##### DATA EXTRACT

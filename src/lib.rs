//! # 36 点游戏核心
//!
//! 给出 4 个整数，每次选两个数用 `+ - * /` 合并成一个，三步之后恰好得到 36。
//!
//! 这个库只包含两部分算法：
//! - [`generator`]：从 36 出发反向合成一道保证有解的题目，失败时退回备用题库；
//! - [`solver`]：对任意 4 个数字正向穷举，列出所有能得到目标值的步骤序列。
//!
//! 两者都是纯计算，没有 I/O，也不共享可变状态；唯一的不确定性来自调用方传入的随机数源。

pub mod campaign;
pub mod difficulty;
pub mod error;
pub mod fallback;
pub mod generator;
pub mod operator;
pub mod puzzle;
pub mod solver;

/// 所有题目的目标值。
pub const TARGET: i64 = 36;

/// 每道题的数字个数；合并次数为 `LEAF_COUNT - 1`。
pub const LEAF_COUNT: usize = 4;

pub use difficulty::{Difficulty, DifficultyConfig, NumberRange};
pub use error::{ConfigError, GenerateError, TraceError};
pub use generator::{generate_puzzle, generate_puzzle_with_rng, Generator, MAX_ATTEMPTS, MAX_NUMBER};
pub use operator::{Operator, OperatorSet};
pub use puzzle::{format_trace, replay, ExpressionStep, Puzzle, PuzzleSource, Trace};
pub use solver::{find_solutions, find_solutions_with, is_solvable, minimum_moves};
//! 难度分级：每一级绑定一组运算符和一个数字范围。

use std::fmt;
use std::str::FromStr;

use serde::{Deserialize, Serialize};

use crate::error::ConfigError;
use crate::operator::{Operator, OperatorSet};

/// 闭区间 `[min, max]`，题目中的数字以及反向合成时的中间值都必须落在其中。
#[derive(Debug, Clone, Copy, PartialEq, Eq, Hash, Serialize, Deserialize)]
pub struct NumberRange {
    pub min: i64,
    pub max: i64,
}

impl NumberRange {
    pub fn new(min: i64, max: i64) -> Result<Self, ConfigError> {
        if min < 1 {
            return Err(ConfigError::NonPositiveRange { min });
        }
        if min > max {
            return Err(ConfigError::InvertedRange { min, max });
        }
        Ok(NumberRange { min, max })
    }

    pub fn contains(&self, n: i64) -> bool {
        self.min <= n && n <= self.max
    }
}

impl fmt::Display for NumberRange {
    fn fmt(&self, f: &mut fmt::Formatter<'_>) -> fmt::Result {
        write!(f, "{}..={}", self.min, self.max)
    }
}

/// 生成器读取、但从不修改的配置。
#[derive(Debug, Clone, Copy, PartialEq, Eq)]
pub struct DifficultyConfig {
    pub operators: OperatorSet,
    pub number_range: NumberRange,
}

impl DifficultyConfig {
    /// 构造自定义配置，并检查运算符集合非空、范围为正且不颠倒。
    pub fn new(operators: OperatorSet, number_range: NumberRange) -> Result<Self, ConfigError> {
        if operators.is_empty() {
            return Err(ConfigError::EmptyOperators);
        }
        let number_range = NumberRange::new(number_range.min, number_range.max)?;
        Ok(DifficultyConfig {
            operators,
            number_range,
        })
    }
}

#[derive(Debug, Clone, Copy, PartialEq, Eq, Hash, PartialOrd, Ord, Serialize, Deserialize)]
#[serde(rename_all = "lowercase")]
pub enum Difficulty {
    Easy,
    Medium,
    Hard,
}

impl Difficulty {
    pub const ALL: [Difficulty; 3] = [Difficulty::Easy, Difficulty::Medium, Difficulty::Hard];

    /// 内置的三档配置。高一档的运算符集合总是包含低一档的。
    pub fn config(self) -> DifficultyConfig {
        static EASY: [Operator; 2] = [Operator::Add, Operator::Sub];
        static MEDIUM: [Operator; 3] = [Operator::Add, Operator::Sub, Operator::Mul];

        let (operators, min, max): (&[Operator], i64, i64) = match self {
            Difficulty::Easy => (&EASY, 1, 12),
            Difficulty::Medium => (&MEDIUM, 1, 15),
            Difficulty::Hard => (&Operator::ALL, 1, 20),
        };
        DifficultyConfig {
            operators: operators.iter().copied().collect(),
            number_range: NumberRange { min, max },
        }
    }

    pub fn operators(self) -> OperatorSet {
        self.config().operators
    }

    pub fn number_range(self) -> NumberRange {
        self.config().number_range
    }

    pub fn name(self) -> &'static str {
        match self {
            Difficulty::Easy => "Easy",
            Difficulty::Medium => "Medium",
            Difficulty::Hard => "Hard",
        }
    }

    /// 解锁这一档需要在上一档完成的关卡数。
    pub fn unlock_requirement(self) -> usize {
        match self {
            Difficulty::Easy => 0,
            Difficulty::Medium | Difficulty::Hard => 16,
        }
    }

    pub fn previous(self) -> Option<Difficulty> {
        match self {
            Difficulty::Easy => None,
            Difficulty::Medium => Some(Difficulty::Easy),
            Difficulty::Hard => Some(Difficulty::Medium),
        }
    }

    pub fn next(self) -> Option<Difficulty> {
        match self {
            Difficulty::Easy => Some(Difficulty::Medium),
            Difficulty::Medium => Some(Difficulty::Hard),
            Difficulty::Hard => None,
        }
    }
}

impl fmt::Display for Difficulty {
    fn fmt(&self, f: &mut fmt::Formatter<'_>) -> fmt::Result {
        let tag = match self {
            Difficulty::Easy => "easy",
            Difficulty::Medium => "medium",
            Difficulty::Hard => "hard",
        };
        f.write_str(tag)
    }
}

impl FromStr for Difficulty {
    type Err = ConfigError;

    fn from_str(s: &str) -> Result<Self, Self::Err> {
        match s.trim().to_ascii_lowercase().as_str() {
            "easy" => Ok(Difficulty::Easy),
            "medium" => Ok(Difficulty::Medium),
            "hard" => Ok(Difficulty::Hard),
            _ => Err(ConfigError::UnknownDifficulty(s.to_string())),
        }
    }
}
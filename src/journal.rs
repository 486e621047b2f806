//! 追加写入的日志文件，每行带时间戳。
//!
//! 实现 `log::Log`，库里通过 `log` 宏输出的内容也会写到同一个文件里。

use std::fs::{self, File, OpenOptions};
use std::io::Write;
use std::path::Path;
use std::sync::Mutex;

use anyhow::{Context, Result};
use chrono::Local;
use log::{LevelFilter, Log, Metadata, Record};

struct Journal {
    file: Mutex<File>,
    level: LevelFilter,
}

impl Log for Journal {
    fn enabled(&self, metadata: &Metadata) -> bool {
        metadata.level() <= self.level
    }

    fn log(&self, record: &Record) {
        if !self.enabled(record.metadata()) {
            return;
        }
        let timestamp = Local::now().format("%Y-%m-%d %H:%M:%S");
        if let Ok(mut file) = self.file.lock() {
            let _ = writeln!(file, "[{}] {:<5} {}", timestamp, record.level(), record.args());
        }
    }

    fn flush(&self) {
        if let Ok(mut file) = self.file.lock() {
            let _ = file.flush();
        }
    }
}

/// 打开（或创建）`path` 并定位到末尾，把它注册为全局日志。
pub fn init(path: &Path, level: LevelFilter) -> Result<()> {
    if let Some(dir) = path.parent().filter(|dir| !dir.as_os_str().is_empty()) {
        fs::create_dir_all(dir)
            .with_context(|| format!("failed to create log directory {}", dir.display()))?;
    }
    let file = OpenOptions::new()
        .create(true)
        .append(true)
        .open(path)
        .with_context(|| format!("failed to open log file {}", path.display()))?;

    log::set_boxed_logger(Box::new(Journal {
        file: Mutex::new(file),
        level,
    }))
    .context("logger already installed")?;
    log::set_max_level(level);
    Ok(())
}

##########

Copy each line of the data exactly, leaving nothing out.

filename src/lib.rs
//! # 36 点游戏核心
//!
//! 给出 4 个整数，每次选两个数用 `+ - * /` 合并成一个，三步之后恰好得到 36。
//!
//! 这个库只包含两部分算法：
//! - [`generator`]：从 36 出发反向合成一道保证有解的题目，失败时退回备用题库；
//! - [`solver`]：对任意 4 个数字正向穷举，列出所有能得到目标值的步骤序列。
//!
//! 两者都是纯计算，没有 I/O，也不共享可变状态；唯一的不确定性来自调用方传入的随机数源。

pub mod campaign;
pub mod difficulty;
pub mod error;
pub mod fallback;
pub mod generator;
pub mod operator;
pub mod puzzle;
pub mod solver;

/// 所有题目的目标值。
pub const TARGET: i64 = 36;

/// 每道题的数字个数；合并次数为 `LEAF_COUNT - 1`。
pub const LEAF_COUNT: usize = 4;

pub use difficulty::{Difficulty, DifficultyConfig, NumberRange};
pub use error::{ConfigError, GenerateError, TraceError};
pub use generator::{generate_puzzle, generate_puzzle_with_rng, Generator, MAX_ATTEMPTS, MAX_NUMBER};
pub use operator::{Operator, OperatorSet};
pub use puzzle::{format_trace, replay, ExpressionStep, Puzzle, PuzzleSource, Trace};
pub use solver::{find_solutions, find_solutions_with, is_solvable, minimum_moves};
//! 难度分级：每一级绑定一组运算符和一个数字范围。

use std::fmt;
use std::str::FromStr;

use serde::{Deserialize, Serialize};

use crate::error::ConfigError;
use crate::operator::{Operator, OperatorSet};

/// 闭区间 `[min, max]`，题目中的数字以及反向合成时的中间值都必须落在其中。
#[derive(Debug, Clone, Copy, PartialEq, Eq, Hash, Serialize, Deserialize)]
pub struct NumberRange {
    pub min: i64,
    pub max: i64,
}

impl NumberRange {
    pub fn new(min: i64, max: i64) -> Result<Self, ConfigError> {
        if min < 1 {
            return Err(ConfigError::NonPositiveRange { min });
        }
        if min > max {
            return Err(ConfigError::InvertedRange { min, max });
        }
        Ok(NumberRange { min, max })
    }

    pub fn contains(&self, n: i64) -> bool {
        self.min <= n && n <= self.max
    }
}

impl fmt::Display for NumberRange {
    fn fmt(&self, f: &mut fmt::Formatter<'_>) -> fmt::Result {
        write!(f, "{}..={}", self.min, self.max)
    }
}

/// 生成器读取、但从不修改的配置。
#[derive(Debug, Clone, Copy, PartialEq, Eq)]
pub struct DifficultyConfig {
    pub operators: OperatorSet,
    pub number_range: NumberRange,
}

impl DifficultyConfig {
    /// 构造自定义配置，并检查运算符集合非空、范围为正且不颠倒。
    pub fn new(operators: OperatorSet, number_range: NumberRange) -> Result<Self, ConfigError> {
        if operators.is_empty() {
            return Err(ConfigError::EmptyOperators);
        }
        let number_range = NumberRange::new(number_range.min, number_range.max)?;
        Ok(DifficultyConfig {
            operators,
            number_range,
        })
    }
}

#[derive(Debug, Clone, Copy, PartialEq, Eq, Hash, PartialOrd, Ord, Serialize, Deserialize)]
#[serde(rename_all = "lowercase")]
pub enum Difficulty {
    Easy,
    Medium,
    Hard,
}

impl Difficulty {
    pub const ALL: [Difficulty; 3] = [Difficulty::Easy, Difficulty::Medium, Difficulty::Hard];

    /// 内置的三档配置。高一档的运算符集合总是包含低一档的。
    pub fn config(self) -> DifficultyConfig {
        static EASY: [Operator; 2] = [Operator::Add, Operator::Sub];
        static MEDIUM: [Operator; 3] = [Operator::Add, Operator::Sub, Operator::Mul];

        let (operators, min, max): (&[Operator], i64, i64) = match self {
            Difficulty::Easy => (&EASY, 1, 12),
            Difficulty::Medium => (&MEDIUM, 1, 15),
            Difficulty::Hard => (&Operator::ALL, 1, 20),
        };
        DifficultyConfig {
            operators: operators.iter().copied().collect(),
            number_range: NumberRange { min, max },
        }
    }

    pub fn operators(self) -> OperatorSet {
        self.config().operators
    }

    pub fn number_range(self) -> NumberRange {
        self.config().number_range
    }

    pub fn name(self) -> &'static str {
        match self {
            Difficulty::Easy => "Easy",
            Difficulty::Medium => "Medium",
            Difficulty::Hard => "Hard",
        }
    }

    /// 解锁这一档需要在上一档完成的关卡数。
    pub fn unlock_requirement(self) -> usize {
        match self {
            Difficulty::Easy => 0,
            Difficulty::Medium | Difficulty::Hard => 16,
        }
    }

    pub fn previous(self) -> Option<Difficulty> {
        match self {
            Difficulty::Easy => None,
            Difficulty::Medium => Some(Difficulty::Easy),
            Difficulty::Hard => Some(Difficulty::Medium),
        }
    }

    pub fn next(self) -> Option<Difficulty> {
        match self {
            Difficulty::Easy => Some(Difficulty::Medium),
            Difficulty::Medium => Some(Difficulty::Hard),
            Difficulty::Hard => None,
        }
    }
}

impl fmt::Display for Difficulty {
    fn fmt(&self, f: &mut fmt::Formatter<'_>) -> fmt::Result {
        let tag = match self {
            Difficulty::Easy => "easy",
            Difficulty::Medium => "medium",
            Difficulty::Hard => "hard",
        };
        f.write_str(tag)
    }
}

impl FromStr for Difficulty {
    type Err = ConfigError;

    fn from_str(s: &str) -> Result<Self, Self::Err> {
        match s.trim().to_ascii_lowercase().as_str() {
            "easy" => Ok(Difficulty::Easy),
            "medium" => Ok(Difficulty::Medium),
            "hard" => Ok(Difficulty::Hard),
            _ => Err(ConfigError::UnknownDifficulty(s.to_string())),
        }
    }
}
filename src/journal.rs
repository 486e621047b2f806
//! 追加写入的日志文件，每行带时间戳。
//!
//! 实现 `log::Log`，库里通过 `log` 宏输出的内容也会写到同一个文件里。

use std::fs::{self, File, OpenOptions};
use std::io::Write;
use std::path::Path;
use std::sync::Mutex;

use anyhow::{Context, Result};
use chrono::Local;
use log::{LevelFilter, Log, Metadata, Record};

struct Journal {
    file: Mutex<File>,
    level: LevelFilter,
}

impl Log for Journal {
    fn enabled(&self, metadata: &Metadata) -> bool {
        metadata.level() <= self.level
    }

    fn log(&self, record: &Record) {
        if !self.enabled(record.metadata()) {
            return;
        }
        let timestamp = Local::now().format("%Y-%m-%d %H:%M:%S");
        if let Ok(mut file) = self.file.lock() {
            let _ = writeln!(file, "[{}] {:<5} {}", timestamp, record.level(), record.args());
        }
    }

    fn flush(&self) {
        if let Ok(mut file) = self.file.lock() {
            let _ = file.flush();
        }
    }
}

/// 打开（或创建）`path` 并定位到末尾，把它注册为全局日志。
pub fn init(path: &Path, level: LevelFilter) -> Result<()> {
    if let Some(dir) = path.parent().filter(|dir| !dir.as_os_str().is_empty()) {
        fs::create_dir_all(dir)
            .with_context(|| format!("failed to create log directory {}", dir.display()))?;
    }
    let file = OpenOptions::new()
        .create(true)
        .append(true)
        .open(path)
        .with_context(|| format!("failed to open log file {}", path.display()))?;

    log::set_boxed_logger(Box::new(Journal {
        file: Mutex::new(file),
        level,
    }))
    .context("logger already installed")?;
    log::set_max_level(level);
    Ok(())
}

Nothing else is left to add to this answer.